Neck and Back Injury After a Low-Speed Motor Vehicle Collision

Neck and Back Injury After a Low-Speed Motor Vehicle Collision

Neck and Back Injury After a Low-Speed Motor Vehicle Collision

If you’ve felt chronic neck or back pain after what might seem like a “minor” collision because there wasn’t much damage to the cars, you might be inclined to dismiss the possibility that the crash caused serious injury. Insurance companies and defense attorneys certainly often assert that neck and back injury from a car crash without major car damage is impossible. One insurance training manual, for example, instructs claims adjustors to treat motor vehicle collisions with minimal damages as unlikely or unable to cause significant or permanent injury and to handle claims in such cases as a type of fraud.1

But medical evidence shows that the spine is far more vulnerable than a motor vehicle to the types of forces that can occur when cars collide even at low speeds. The neck, or cervical spine, is a weak part of the spine because it is supported by very little musculature. “[M]echanical forces associated with rapid acceleration and deceleration place excessive stress on the cervical spine.”2 This is the so-called “whiplash” injury that may occur when sudden, unexpected impact transmitted to the neck and upper back causes a traction force on the neck.

“The cervical spine initially develops an S-shape curvature and then progresses to a C-shape curvature during whiplash. The [lower cervical spine] is at risk for extension injury during both the S-shape and C-shape phases of whiplash [and] the potential for [upper cervical spine] extension injury exists at higher impact accelerations.”3 Thus, even at low speeds, force applied to the spine is quite capable of causing harm to a person even if the same force has a little apparent effect on metal, plastic, concrete, or other materials. In fact, a “substantial number of injuries are reported in crashes of severities that are unlikely to result in significant property damage.”4

facet-joint back injury

Similarly, apparently minor injury to the spine’s facet joints can be a source of persistent neck and low back pain. The facet joints are the connections between the bones of the spine. They allow the spine to spend and twist and keep the back from slipping too far forward or twisting without limits.5 “Trauma to the facets, particularly when there are pre-existing degenerative changes, may [cause] many of the symptoms following hyperextension injury to the spine.”6 The “cervical facet joint is the most common source of chronic neck pain after a whiplash injury.”7

Unfortunately, “reliable diagnosis of facet joint pain [can be difficult], due to the inability of physical examination, clinical symptoms, radiologic evaluation, and nerve conduction studies to provide a reliable diagnosis.”8 A misdiagnosis of soft tissue injury based on the “minor” trauma of a low-speed collision that has actually caused a spine injury can leave a patient with significant discomfort and decreased ability even after lengthy physical therapy.

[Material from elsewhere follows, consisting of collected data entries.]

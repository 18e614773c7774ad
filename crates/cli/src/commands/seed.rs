//! Seed the catalog with sample products.
//!
//! Useful for exercising pagination and ordering against a fresh database.
//! Running it twice inserts a second copy; product names are not unique.

use rust_decimal::Decimal;
use storekeep_api::db::{PgStore, RepositoryError, Store};
use storekeep_api::models::NewProduct;
use thiserror::Error;
use tracing::info;

use super::ConnectError;

#[derive(Debug, Error)]
pub enum SeedError {
    #[error(transparent)]
    Connect(#[from] ConnectError),

    #[error("Failed to insert product {name}: {source}")]
    Insert {
        name: &'static str,
        source: RepositoryError,
    },
}

/// (name, category, description, price in cents, stock)
const SAMPLE_PRODUCTS: &[(&str, &str, &str, i64, i32)] = &[
    ("Espresso Beans", "coffee", "Dark roast, 1kg bag", 2450, 40),
    ("Filter Beans", "coffee", "Light roast, 500g bag", 1390, 60),
    ("Pour-Over Kettle", "equipment", "Gooseneck, 1L, stainless", 5900, 12),
    ("Burr Grinder", "equipment", "Conical burrs, 40 settings", 12900, 8),
    ("Paper Filters", "supplies", "Pack of 100, size 02", 650, 200),
    ("Ceramic Mug", "merchandise", "350ml, matte black", 1800, 75),
    ("Cold Brew Jar", "equipment", "1.5L glass jar with mesh filter", 3200, 20),
    ("Descaler", "supplies", "Citric-acid based, 4 uses", 990, 90),
    ("Tote Bag", "merchandise", "Organic cotton", 1500, 50),
    ("Decaf Beans", "coffee", "Swiss water process, 500g bag", 1590, 30),
    ("Digital Scale", "equipment", "0.1g resolution with timer", 4500, 15),
    ("Gift Card", "merchandise", "Redeemable online", 2500, 1000),
];

/// Insert every sample product.
///
/// # Errors
///
/// Returns an error on the first product that cannot be inserted.
pub async fn products() -> Result<usize, SeedError> {
    let store = PgStore::new(super::connect().await?);

    for &(name, category, description, cents, stock) in SAMPLE_PRODUCTS {
        let product = store
            .create_product(NewProduct {
                name: name.to_owned(),
                category: category.to_owned(),
                description: description.to_owned(),
                price: Decimal::new(cents, 2),
                stock,
            })
            .await
            .map_err(|source| SeedError::Insert { name, source })?;
        info!(id = %product.id, name, "Inserted product");
    }

    info!(count = SAMPLE_PRODUCTS.len(), "Seeding complete");
    Ok(SAMPLE_PRODUCTS.len())
}
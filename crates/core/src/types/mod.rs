//! Core types for Storekeep.
//!
//! This module provides type-safe wrappers for common domain concepts.

pub mod email;
pub mod id;
pub mod pagination;
pub mod status;

pub use email::{Email, EmailError};
pub use id::*;
pub use pagination::{PageError, Pagination};
pub use status::*;
//! HTTP middleware stack.
//!
//! # Middleware Order (outermost first)
//!
//! 1. Sentry layers (hub per request, HTTP context)
//! 2. Request ID (propagate or generate `x-request-id`)
//! 3. `TraceLayer` (request span)
//! 4. Identity (resolve the bearer token to a [`CurrentUser`])
//! 5. Policy (enforce the route access table)
//!
//! Identity and policy are route layers, so they only run for requests
//! that matched a route.

pub mod auth;
pub mod policy;
pub mod request_id;

pub use auth::{CurrentUser, OptionalAuth, RequireAuth, identity_middleware};
pub use policy::{Access, enforce_policy};
pub use request_id::{REQUEST_ID_HEADER, RequestId, request_id_middleware};
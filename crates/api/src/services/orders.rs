//! Order placement and the order status lifecycle.
//!
//! # Placement
//!
//! 1. Every requested line is checked in request order: the product must
//!    exist and the quantity must be positive. The first failure aborts the
//!    request before anything is written.
//! 2. Each line is priced at the product's current price times quantity;
//!    the order total is the sum of the lines. Neither may exceed what a
//!    money column stores.
//! 3. The order and all of its items are written by one atomic store call.
//! 4. The stored order is read back with its user, address, and items.
//!
//! The address id is stored as given. Whether it exists or belongs to the
//! caller is not checked; a dangling id reads back as a `null` address.

use rust_decimal::Decimal;
use thiserror::Error;

use storekeep_core::{
    AddressId, InvalidTransition, OrderId, OrderStatus, Pagination, ProductId, UserId,
};

use crate::db::{RepositoryError, Store};
use crate::middleware::policy;
use crate::models::product::max_amount;
use crate::models::{NewOrder, NewOrderItem, OrderDetails, OrderItemRequest, User};

/// Errors produced by [`OrderService`].
#[derive(Debug, Error)]
pub enum OrderError {
    #[error("Invalid product ID: {0}")]
    InvalidProduct(ProductId),

    #[error("Quantity must be greater than 0 for product ID: {0}")]
    InvalidQuantity(ProductId),

    #[error("Order amount is too large for product ID: {0}")]
    LineTooLarge(ProductId),

    #[error("Order total exceeds the maximum allowed amount")]
    TotalTooLarge,

    #[error("Order not found")]
    NotFound,

    #[error("Unauthorized, you can only view your own orders")]
    NotViewable,

    #[error("Unauthorized, you can only cancel your own orders")]
    NotOwner,

    #[error("Order cannot be cancelled, it is not in pending state")]
    NotPending(#[source] InvalidTransition),

    #[error("Invalid order status")]
    InvalidStatus(String),

    #[error("database error: {0}")]
    Repository(#[from] RepositoryError),
}

/// Order workflows on top of a [`Store`].
pub struct OrderService<'a> {
    store: &'a dyn Store,
}

impl<'a> OrderService<'a> {
    #[must_use]
    pub const fn new(store: &'a dyn Store) -> Self {
        Self { store }
    }

    /// Place an order for `caller`.
    ///
    /// # Errors
    ///
    /// Returns `OrderError::InvalidProduct` or `OrderError::InvalidQuantity`
    /// for the first bad line, `OrderError::LineTooLarge` or
    /// `OrderError::TotalTooLarge` when an amount exceeds what a money column
    /// holds, and `OrderError::Repository` if the write or the read-back fails.
    pub async fn place_order(
        &self,
        caller: &User,
        address_id: AddressId,
        lines: &[OrderItemRequest],
    ) -> Result<OrderDetails, OrderError> {
        let mut items = Vec::with_capacity(lines.len());
        let mut total = Decimal::ZERO;

        for line in lines {
            let product_id = line.product_id.unwrap_or(ProductId::new(0));
            let product = self
                .store
                .product_by_id(product_id)
                .await?
                .ok_or(OrderError::InvalidProduct(product_id))?;

            let quantity = line.quantity.unwrap_or(0);
            if quantity <= 0 {
                return Err(OrderError::InvalidQuantity(product_id));
            }

            let price = product
                .price
                .checked_mul(Decimal::from(quantity))
                .filter(|price| *price <= max_amount())
                .ok_or(OrderError::LineTooLarge(product_id))?;
            total = total
                .checked_add(price)
                .filter(|total| *total <= max_amount())
                .ok_or(OrderError::TotalTooLarge)?;
            items.push(NewOrderItem {
                product_id,
                price,
                quantity,
            });
        }

        let order = self
            .store
            .create_order(NewOrder {
                user_id: caller.id,
                address_id,
                total,
                items,
            })
            .await?;

        tracing::info!(
            order_id = %order.id,
            user_id = %caller.id,
            total = %order.total,
            "Order placed"
        );

        self.details(order.id).await
    }

    /// One page of `owner`'s orders.
    ///
    /// # Errors
    ///
    /// Returns `OrderError::NotViewable` unless `caller` is `owner` or an admin.
    pub async fn list_for_user(
        &self,
        caller: &User,
        owner: UserId,
        page: Pagination,
    ) -> Result<(Vec<OrderDetails>, i64), OrderError> {
        if !policy::can_view_orders(caller, owner) {
            return Err(OrderError::NotViewable);
        }
        Ok(self.store.orders_for_user(owner, page).await?)
    }

    /// Cancel a pending order owned by `caller`.
    ///
    /// # Errors
    ///
    /// Returns `OrderError::NotFound`, `OrderError::NotOwner` (admins
    /// included), or `OrderError::NotPending`.
    pub async fn cancel(&self, caller: &User, id: OrderId) -> Result<OrderDetails, OrderError> {
        let order = self
            .store
            .order_by_id(id)
            .await?
            .ok_or(OrderError::NotFound)?;

        if !policy::can_cancel(caller, &order) {
            return Err(OrderError::NotOwner);
        }
        let next = order.status.cancel().map_err(OrderError::NotPending)?;

        self.store
            .set_order_status(id, next)
            .await?
            .ok_or(OrderError::NotFound)?;
        tracing::info!(order_id = %id, user_id = %caller.id, "Order cancelled");

        self.details(id).await
    }

    /// Set an order's status to any known value.
    ///
    /// # Errors
    ///
    /// Returns `OrderError::NotFound` if the order does not exist and
    /// `OrderError::InvalidStatus` if `status` is not a known value.
    pub async fn update_status(
        &self,
        id: OrderId,
        status: &str,
    ) -> Result<OrderDetails, OrderError> {
        self.store
            .order_by_id(id)
            .await?
            .ok_or(OrderError::NotFound)?;

        let status = status
            .parse::<OrderStatus>()
            .map_err(|_| OrderError::InvalidStatus(status.to_owned()))?;

        self.store
            .set_order_status(id, status)
            .await?
            .ok_or(OrderError::NotFound)?;
        tracing::info!(order_id = %id, status = %status, "Order status updated");

        self.details(id).await
    }

    async fn details(&self, id: OrderId) -> Result<OrderDetails, OrderError> {
        self.store
            .order_details(id)
            .await?
            .ok_or(OrderError::NotFound)
    }
}

#[cfg(test)]
#[allow(clippy::unwrap_used)]
mod tests {
    use std::str::FromStr;

    use storekeep_core::{Email, Role};

    use super::*;
    use crate::db::MemoryStore;
    use crate::models::{NewProduct, NewUser};

    async fn seed_user(store: &MemoryStore, email: &str, role: Role) -> User {
        store
            .create_user(NewUser {
                email: Email::parse(email).unwrap(),
                first_name: "F".to_owned(),
                last_name: "L".to_owned(),
                password_hash: "x".to_owned(),
                role,
            })
            .await
            .unwrap()
    }

    async fn seed_product(store: &MemoryStore, price: &str) -> ProductId {
        store
            .create_product(NewProduct {
                name: "Lamp".to_owned(),
                category: "Home".to_owned(),
                description: "Bright".to_owned(),
                price: Decimal::from_str(price).unwrap(),
                stock: 3,
            })
            .await
            .unwrap()
            .id
    }

    fn line(product_id: ProductId, quantity: i32) -> OrderItemRequest {
        OrderItemRequest {
            product_id: Some(product_id),
            quantity: Some(quantity),
        }
    }

    #[tokio::test]
    async fn test_total_is_sum_of_line_subtotals() {
        let store = MemoryStore::new();
        let user = seed_user(&store, "a@b.com", Role::Customer).await;
        let lamp = seed_product(&store, "10.00").await;
        let bulb = seed_product(&store, "2.50").await;

        let order = OrderService::new(&store)
            .place_order(&user, AddressId::new(1), &[line(lamp, 2), line(bulb, 3)])
            .await
            .unwrap();

        assert_eq!(order.total, Decimal::from_str("27.50").unwrap());
        assert_eq!(order.status, OrderStatus::Pending);
        assert_eq!(order.order_items.len(), 2);
        assert_eq!(order.order_items[0].price, Decimal::from(20));
        assert_eq!(order.order_items[1].price, Decimal::from_str("7.50").unwrap());
        assert!(order.address.is_none());
    }

    #[tokio::test]
    async fn test_unknown_product_writes_nothing() {
        let store = MemoryStore::new();
        let user = seed_user(&store, "a@b.com", Role::Customer).await;
        let lamp = seed_product(&store, "10.00").await;

        let err = OrderService::new(&store)
            .place_order(
                &user,
                AddressId::new(1),
                &[line(lamp, 1), line(ProductId::new(404), 1)],
            )
            .await
            .unwrap_err();

        assert_eq!(err.to_string(), "Invalid product ID: 404");
        assert_eq!(store.order_count().unwrap(), 0);
        assert_eq!(store.order_item_count().unwrap(), 0);
    }

    #[tokio::test]
    async fn test_oversized_amounts_are_rejected_without_writing() {
        let store = MemoryStore::new();
        let user = seed_user(&store, "a@b.com", Role::Customer).await;
        let service = OrderService::new(&store);

        // Overflows Decimal itself
        let yacht = seed_product(&store, "100000000000000000000").await;
        let err = service
            .place_order(&user, AddressId::new(1), &[line(yacht, 1_000_000_000)])
            .await
            .unwrap_err();
        assert!(matches!(err, OrderError::LineTooLarge(id) if id == yacht));

        let house = seed_product(&store, "5000000000").await;
        let err = service
            .place_order(&user, AddressId::new(1), &[line(house, 3)])
            .await
            .unwrap_err();
        assert_eq!(
            err.to_string(),
            format!("Order amount is too large for product ID: {house}")
        );

        let err = service
            .place_order(&user, AddressId::new(1), &[line(house, 1), line(house, 1)])
            .await
            .unwrap_err();
        assert!(matches!(err, OrderError::TotalTooLarge));

        assert_eq!(store.order_count().unwrap(), 0);
        assert_eq!(store.order_item_count().unwrap(), 0);
    }

    #[tokio::test]
    async fn test_non_positive_quantity_names_product() {
        let store = MemoryStore::new();
        let user = seed_user(&store, "a@b.com", Role::Customer).await;
        let lamp = seed_product(&store, "10.00").await;

        let err = OrderService::new(&store)
            .place_order(&user, AddressId::new(1), &[line(lamp, 0)])
            .await
            .unwrap_err();
        assert_eq!(
            err.to_string(),
            format!("Quantity must be greater than 0 for product ID: {lamp}")
        );
    }

    #[tokio::test]
    async fn test_cancel_rules() {
        let store = MemoryStore::new();
        let owner = seed_user(&store, "a@b.com", Role::Customer).await;
        let other = seed_user(&store, "c@d.com", Role::Customer).await;
        let admin = seed_user(&store, "boss@d.com", Role::Admin).await;
        let lamp = seed_product(&store, "10.00").await;
        let service = OrderService::new(&store);

        let order = service
            .place_order(&owner, AddressId::new(1), &[line(lamp, 1)])
            .await
            .unwrap();

        assert!(matches!(
            service.cancel(&other, order.id).await,
            Err(OrderError::NotOwner)
        ));
        assert!(matches!(
            service.cancel(&admin, order.id).await,
            Err(OrderError::NotOwner)
        ));

        let cancelled = service.cancel(&owner, order.id).await.unwrap();
        assert_eq!(cancelled.status, OrderStatus::Cancelled);

        assert!(matches!(
            service.cancel(&owner, order.id).await,
            Err(OrderError::NotPending(_))
        ));
        assert!(matches!(
            service.cancel(&owner, OrderId::new(9999)).await,
            Err(OrderError::NotFound)
        ));
    }

    #[tokio::test]
    async fn test_update_status_accepts_known_values_only() {
        let store = MemoryStore::new();
        let owner = seed_user(&store, "a@b.com", Role::Customer).await;
        let lamp = seed_product(&store, "10.00").await;
        let service = OrderService::new(&store);
        let order = service
            .place_order(&owner, AddressId::new(1), &[line(lamp, 1)])
            .await
            .unwrap();

        for status in ["completed", "cancelled", "pending"] {
            let updated = service.update_status(order.id, status).await.unwrap();
            assert_eq!(updated.status.as_str(), status);
        }
        assert!(matches!(
            service.update_status(order.id, "shipped").await,
            Err(OrderError::InvalidStatus(_))
        ));
        assert!(matches!(
            service.update_status(OrderId::new(9999), "completed").await,
            Err(OrderError::NotFound)
        ));
    }

    #[tokio::test]
    async fn test_list_requires_owner_or_admin() {
        let store = MemoryStore::new();
        let owner = seed_user(&store, "a@b.com", Role::Customer).await;
        let other = seed_user(&store, "c@d.com", Role::Customer).await;
        let admin = seed_user(&store, "boss@d.com", Role::Admin).await;
        let lamp = seed_product(&store, "10.00").await;
        let service = OrderService::new(&store);
        service
            .place_order(&owner, AddressId::new(1), &[line(lamp, 1)])
            .await
            .unwrap();

        let page = Pagination::default();
        assert_eq!(service.list_for_user(&owner, owner.id, page).await.unwrap().1, 1);
        assert_eq!(service.list_for_user(&admin, owner.id, page).await.unwrap().1, 1);
        assert!(matches!(
            service.list_for_user(&other, owner.id, page).await,
            Err(OrderError::NotViewable)
        ));
    }
}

Thinking that serious injury cannot have happened simply because it doesn’t seem possible from the apparent degree of trauma is a mistake. If you or a loved one are facing such a situation, it’s a mistake that you shouldn’t make. Consult a doctor experienced in neck and back injuries. You may also wish to contact an experienced personal injury lawyer for an initial consultation at no cost to you.

1. Arthur C. Croft & Michael D. Freeman, Correlating Crash Severity with Injury Risk, Injury Severity, and Long-Term Symptoms in Low Velocity Motor Vehicle Collisions, 11 Med. Sci. Monitor 316, 317 (2005) [hereinafter Correlating Crash Severity].
2. Vert Mooney, MD, Understanding Whiplash Injury and Maximizing Recovery, 14 J. Musculoskeletal Med 71, 71 (1997).
3. M. Panjabi, et al., Cervical Spine Curvature During Simulated Whiplash, 19 J. Clin. Biomechanics 8 (2004).
4. Correlating Crash Severitysupra n.1, at 320 (2005).
5. Cedars-Sinai, Facet Joint Syndrome
6. Lawrence S. Nordhoff, Jr., Motor Vehicle Collision Injuries: Biomechanics, Diagnosis, and Management 175.
7. Jerome Schofferman, MD, Nikolai Bogduk, MD, & Paul Slosar, MD, Chronic-Whiplash and Whiplash-Associated Disorders: An Evidence-Based Approach, 15 J. Am. Academy of Orthopaedic Surgeons 596, 596 (2007).
8. Laxmaiah Manchikanti, MD, Influence of Psychological Variables on the Diagnosis of Facet Joint Involvement in Chronic Spinal Pain, 11 Pain Physician 145, 145 (2008).